→ **Your assignment**: Determine which lines of the records include the word "allocator", and copy them.

→ **Supplied entries**:
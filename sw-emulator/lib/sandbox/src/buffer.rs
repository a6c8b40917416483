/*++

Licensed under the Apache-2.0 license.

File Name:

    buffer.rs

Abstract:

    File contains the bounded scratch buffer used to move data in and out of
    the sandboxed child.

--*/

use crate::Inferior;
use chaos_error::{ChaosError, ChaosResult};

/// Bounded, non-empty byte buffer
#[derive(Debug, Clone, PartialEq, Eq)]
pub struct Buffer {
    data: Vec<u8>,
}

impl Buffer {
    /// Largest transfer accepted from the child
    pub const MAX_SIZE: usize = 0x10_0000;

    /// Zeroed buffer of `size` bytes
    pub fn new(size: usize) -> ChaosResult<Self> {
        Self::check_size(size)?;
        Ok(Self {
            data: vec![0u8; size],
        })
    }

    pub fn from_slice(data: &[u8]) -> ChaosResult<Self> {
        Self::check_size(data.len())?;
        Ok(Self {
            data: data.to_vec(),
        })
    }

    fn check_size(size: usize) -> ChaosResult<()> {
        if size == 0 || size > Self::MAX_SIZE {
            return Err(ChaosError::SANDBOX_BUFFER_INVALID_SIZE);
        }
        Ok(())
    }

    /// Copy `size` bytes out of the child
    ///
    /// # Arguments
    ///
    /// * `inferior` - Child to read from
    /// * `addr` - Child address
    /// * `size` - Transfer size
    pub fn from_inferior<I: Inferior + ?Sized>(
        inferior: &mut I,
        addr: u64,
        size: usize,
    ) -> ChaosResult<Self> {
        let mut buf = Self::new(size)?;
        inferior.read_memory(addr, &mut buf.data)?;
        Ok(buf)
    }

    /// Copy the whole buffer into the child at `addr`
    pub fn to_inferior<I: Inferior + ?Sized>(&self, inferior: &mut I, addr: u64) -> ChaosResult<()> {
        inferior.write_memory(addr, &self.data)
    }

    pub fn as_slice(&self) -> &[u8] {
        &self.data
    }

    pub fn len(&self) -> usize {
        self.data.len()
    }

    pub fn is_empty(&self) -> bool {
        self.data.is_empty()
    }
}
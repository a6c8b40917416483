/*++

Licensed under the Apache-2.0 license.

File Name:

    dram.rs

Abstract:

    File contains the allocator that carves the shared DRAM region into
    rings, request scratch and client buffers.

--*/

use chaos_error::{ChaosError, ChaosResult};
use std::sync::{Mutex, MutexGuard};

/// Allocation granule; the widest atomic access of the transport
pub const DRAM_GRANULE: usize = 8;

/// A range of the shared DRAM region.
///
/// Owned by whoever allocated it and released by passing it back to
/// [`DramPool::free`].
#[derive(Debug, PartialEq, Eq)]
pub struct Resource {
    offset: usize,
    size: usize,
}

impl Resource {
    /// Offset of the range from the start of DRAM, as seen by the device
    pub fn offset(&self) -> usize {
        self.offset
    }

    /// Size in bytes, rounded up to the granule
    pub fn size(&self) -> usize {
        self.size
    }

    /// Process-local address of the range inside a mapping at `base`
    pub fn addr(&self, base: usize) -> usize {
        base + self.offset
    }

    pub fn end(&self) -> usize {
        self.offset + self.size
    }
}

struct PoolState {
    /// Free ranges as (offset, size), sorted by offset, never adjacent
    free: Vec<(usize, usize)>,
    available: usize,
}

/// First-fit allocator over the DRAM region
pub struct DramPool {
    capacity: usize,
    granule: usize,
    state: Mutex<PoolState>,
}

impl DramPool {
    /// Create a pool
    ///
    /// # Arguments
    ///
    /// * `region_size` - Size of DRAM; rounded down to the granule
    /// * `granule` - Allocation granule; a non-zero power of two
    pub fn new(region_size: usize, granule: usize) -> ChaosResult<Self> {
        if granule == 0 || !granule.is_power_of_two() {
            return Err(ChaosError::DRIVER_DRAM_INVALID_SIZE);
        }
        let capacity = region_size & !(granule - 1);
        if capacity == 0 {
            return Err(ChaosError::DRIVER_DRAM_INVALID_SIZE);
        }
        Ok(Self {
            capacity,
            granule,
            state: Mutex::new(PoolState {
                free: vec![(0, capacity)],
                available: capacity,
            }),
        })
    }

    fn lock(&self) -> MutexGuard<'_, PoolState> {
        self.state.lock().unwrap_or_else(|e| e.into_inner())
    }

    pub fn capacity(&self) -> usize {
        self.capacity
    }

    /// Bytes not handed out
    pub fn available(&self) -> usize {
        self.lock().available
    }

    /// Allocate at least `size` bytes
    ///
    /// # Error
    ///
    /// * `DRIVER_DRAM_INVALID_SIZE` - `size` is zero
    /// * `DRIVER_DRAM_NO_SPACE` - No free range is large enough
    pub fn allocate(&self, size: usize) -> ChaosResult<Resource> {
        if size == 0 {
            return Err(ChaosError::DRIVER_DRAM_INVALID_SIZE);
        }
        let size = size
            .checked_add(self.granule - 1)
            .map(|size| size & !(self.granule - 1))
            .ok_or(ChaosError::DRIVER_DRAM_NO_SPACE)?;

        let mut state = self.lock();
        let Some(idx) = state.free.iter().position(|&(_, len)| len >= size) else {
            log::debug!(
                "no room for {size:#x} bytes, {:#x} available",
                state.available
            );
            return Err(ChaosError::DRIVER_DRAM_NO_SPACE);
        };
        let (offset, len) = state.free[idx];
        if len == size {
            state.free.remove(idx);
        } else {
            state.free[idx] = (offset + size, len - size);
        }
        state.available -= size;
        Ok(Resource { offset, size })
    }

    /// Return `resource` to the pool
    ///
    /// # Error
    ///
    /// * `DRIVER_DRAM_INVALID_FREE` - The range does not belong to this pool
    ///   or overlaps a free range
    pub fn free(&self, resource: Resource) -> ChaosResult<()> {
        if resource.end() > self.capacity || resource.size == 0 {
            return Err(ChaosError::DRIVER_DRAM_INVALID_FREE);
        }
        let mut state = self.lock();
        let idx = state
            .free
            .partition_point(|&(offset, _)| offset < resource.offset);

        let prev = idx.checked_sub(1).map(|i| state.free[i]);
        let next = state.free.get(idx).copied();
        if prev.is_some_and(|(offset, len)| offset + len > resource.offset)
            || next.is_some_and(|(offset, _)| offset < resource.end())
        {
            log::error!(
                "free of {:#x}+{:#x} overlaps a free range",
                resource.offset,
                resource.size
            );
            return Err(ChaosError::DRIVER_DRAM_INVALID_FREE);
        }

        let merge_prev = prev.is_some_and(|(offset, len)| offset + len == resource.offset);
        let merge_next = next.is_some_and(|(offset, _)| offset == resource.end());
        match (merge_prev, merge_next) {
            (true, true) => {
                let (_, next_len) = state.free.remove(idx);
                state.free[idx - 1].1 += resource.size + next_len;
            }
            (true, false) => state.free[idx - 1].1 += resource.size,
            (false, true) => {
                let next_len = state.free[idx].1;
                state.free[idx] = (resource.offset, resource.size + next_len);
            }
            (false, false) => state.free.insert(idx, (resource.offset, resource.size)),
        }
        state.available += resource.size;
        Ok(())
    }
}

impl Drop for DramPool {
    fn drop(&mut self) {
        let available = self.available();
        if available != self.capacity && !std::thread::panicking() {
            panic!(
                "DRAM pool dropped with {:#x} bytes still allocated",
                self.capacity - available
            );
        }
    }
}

→ **Answer section**:
    File contains the allocator that carves the shared DRAM region into
/// First-fit allocator over the DRAM region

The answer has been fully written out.